The primary salient categorical difference between the Shaw case and the LULAC case was in N. Carolina in the 1990s the state essentially effectuated Justice policy which was intentionally in pursuit of a race-conscious outcome, though a positive good was pursued, and in the 2000s in Texas the race-based harm was an unintentional consequence of an extreme, egregious, and inexplicably legally-defensible partisan gerrymander. The insight which is derivable from the comparative analysis of these two cases is two-fold: 1) racial gerrymandering may be the only type of gerrymandering which permits of judicial review in the current legal milieu; and, 2) in both Texas and N. Carolina the power of state legislatures over the redistricting process is, with the exception of racial questions, virtually absolute. In the area of redistricting, and perhaps any other area, racial goods cannot be pursued without passing the trying strict scrutiny test and invidious racial harms cannot be visited upon any party representing a “discrete and insular group”.
A big idea at work here (and one which is per Lani Guinier) is that the application of the VRA put liberal Justice Department officials and Republicans together in an alliance which led to “greater political influence for Republicans” and may have been a fulfillment of President Johnson’s prediction that civil rights legislation would give the South to Republicans[4]. But while the strange bedfellows were made in the 1990s, minorities and Republicans became enemies again over the issue of redistricting in the 2000s, as had been the case in the breakup of the rural legislator monopolies in the 1960s. The epicenter of this was in Texas, and with the 2010 Census showing greater population growth in Texas the mother of all American political wars, at least of the pure political variety, may continue with another battle. The key to victory for minorities and Democrats alike is for a legal principle to emerge from a metastasized corpus of law on the subject matter which will allow the adjudication of partisan redistricting on the merits, which will kill two birds with one stone as instances of racial gerrymandering are subsumed under programs of partisan gerrymandering by the Republicans. Judicial review in America has been a harsh mistress over the years for those who seek human justice through civil rights.

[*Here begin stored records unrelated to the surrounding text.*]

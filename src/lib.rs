// SPDX-License-Identifier: MPL-2.0
//! `pocket_suite` bundles the logic behind a handful of small pocket apps:
//! a length converter, a light/dark theme preference, an animation viewer,
//! a federated sign-in flow, and a camera gallery backed by a user-chosen
//! save folder.
//!
//! Platform collaborators (identity provider, session backend, animation
//! renderer) are traits; everything else works on the local file system.

#![doc(html_root_url = "https://docs.rs/pocket_suite/0.1.0")]

pub mod animation;
pub mod app;
pub mod auth;
pub mod config;
pub mod converter;
pub mod error;
pub mod gallery;
pub mod i18n;
pub mod notice;
pub mod theme;
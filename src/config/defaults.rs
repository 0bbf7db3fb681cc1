// SPDX-License-Identifier: MPL-2.0
//! Default values for every configurable setting.
//!
//! # Categories
//!
//! - **Converter**: default unit selectors and output precision
//! - **Animation**: repeat button count and playback speed
//! - **Gallery**: copy buffer size and listing extensions
//! - **Notices**: visible queue length

use crate::converter::LengthUnit;

// ==========================================================================
// Converter Defaults
// ==========================================================================

/// Unit preselected in the "from" selector.
pub const DEFAULT_FROM_UNIT: LengthUnit = LengthUnit::Feet;

/// Unit preselected in the "to" selector.
pub const DEFAULT_TO_UNIT: LengthUnit = LengthUnit::Meters;

/// Maximum number of fractional digits printed for a converted value.
pub const MAX_FRACTION_DIGITS: usize = 5;

// ==========================================================================
// Animation Defaults
// ==========================================================================

/// Repeat count applied by the repeat button.
pub const DEFAULT_REPEAT_COUNT: u32 = 3;

/// Upper bound accepted for a configured repeat count.
pub const MAX_REPEAT_COUNT: u32 = 1_000;

/// Playback speed set when an animation viewer opens.
pub const DEFAULT_ANIMATION_SPEED: f32 = 1.0;

pub const MIN_ANIMATION_SPEED: f32 = 0.1;

pub const MAX_ANIMATION_SPEED: f32 = 8.0;

// ==========================================================================
// Gallery Defaults
// ==========================================================================

/// Buffer size used when streaming a captured photo into the save folder.
pub const DEFAULT_COPY_BUFFER_BYTES: usize = 1024;

pub const MIN_COPY_BUFFER_BYTES: usize = 512;

pub const MAX_COPY_BUFFER_BYTES: usize = 1024 * 1024;

/// Extensions (lowercase, without dot) listed by the gallery.
pub const IMAGE_EXTENSIONS: &[&str] = &["jpg", "jpeg", "png", "gif", "bmp"];

/// Prefix of temporary capture files.
pub const CAPTURE_PREFIX: &str = "IMG_";

/// Extension of temporary capture files.
pub const CAPTURE_EXTENSION: &str = "jpg";

// ==========================================================================
// Notice Defaults
// ==========================================================================

/// Maximum number of notices visible at once.
pub const MAX_VISIBLE_NOTICES: usize = 3;

const _: () = {
    assert!(DEFAULT_REPEAT_COUNT <= MAX_REPEAT_COUNT);
    assert!(MIN_ANIMATION_SPEED > 0.0);
    assert!(DEFAULT_ANIMATION_SPEED >= MIN_ANIMATION_SPEED);
    assert!(DEFAULT_ANIMATION_SPEED <= MAX_ANIMATION_SPEED);
    assert!(MIN_COPY_BUFFER_BYTES > 0);
    assert!(DEFAULT_COPY_BUFFER_BYTES >= MIN_COPY_BUFFER_BYTES);
    assert!(DEFAULT_COPY_BUFFER_BYTES <= MAX_COPY_BUFFER_BYTES);
    assert!(!IMAGE_EXTENSIONS.is_empty());
    assert!(MAX_VISIBLE_NOTICES > 0);
};
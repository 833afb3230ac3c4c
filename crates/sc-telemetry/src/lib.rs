//! Logging and span helpers shared by the stagecraft crates.
//!
//! - **Logging**: human-readable or JSON output via `tracing-subscriber`,
//!   filtered by `RUST_LOG` with a configurable fallback level.
//! - **Tracing**: trace/span ID generation so every pipeline or review run
//!   can be correlated across its log lines.

pub mod logging;
pub mod tracing_setup;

Publications retrieved online:
Guinier, L. (1995, January 8). Don’t Scapegoat the Gerrymander. Retrieved October 30, 2011, from Harvard Law School: http://www.law.harvard.edu/...
Legal Journal Citations in Shorthand Notation:
Calidas, 57 Duke L.J. 1413 *1447
Aleinikoff and Issacharoff, 92 Mich. L. Rev. 588 *588
Web Citations:
http://www.brennancenter.org/...
http://www.brennancenter.org/...
Redistricting map of the infamous “I-85 district” at the time of the Shaw v. Reno filing:
http://en.wikipedia.org/...
[1] (Guinier, 1995)
[2] 92 Mich. L. Rev. 588
[3] 57 Duke L.J. 1413
[4] (Guinier 1995)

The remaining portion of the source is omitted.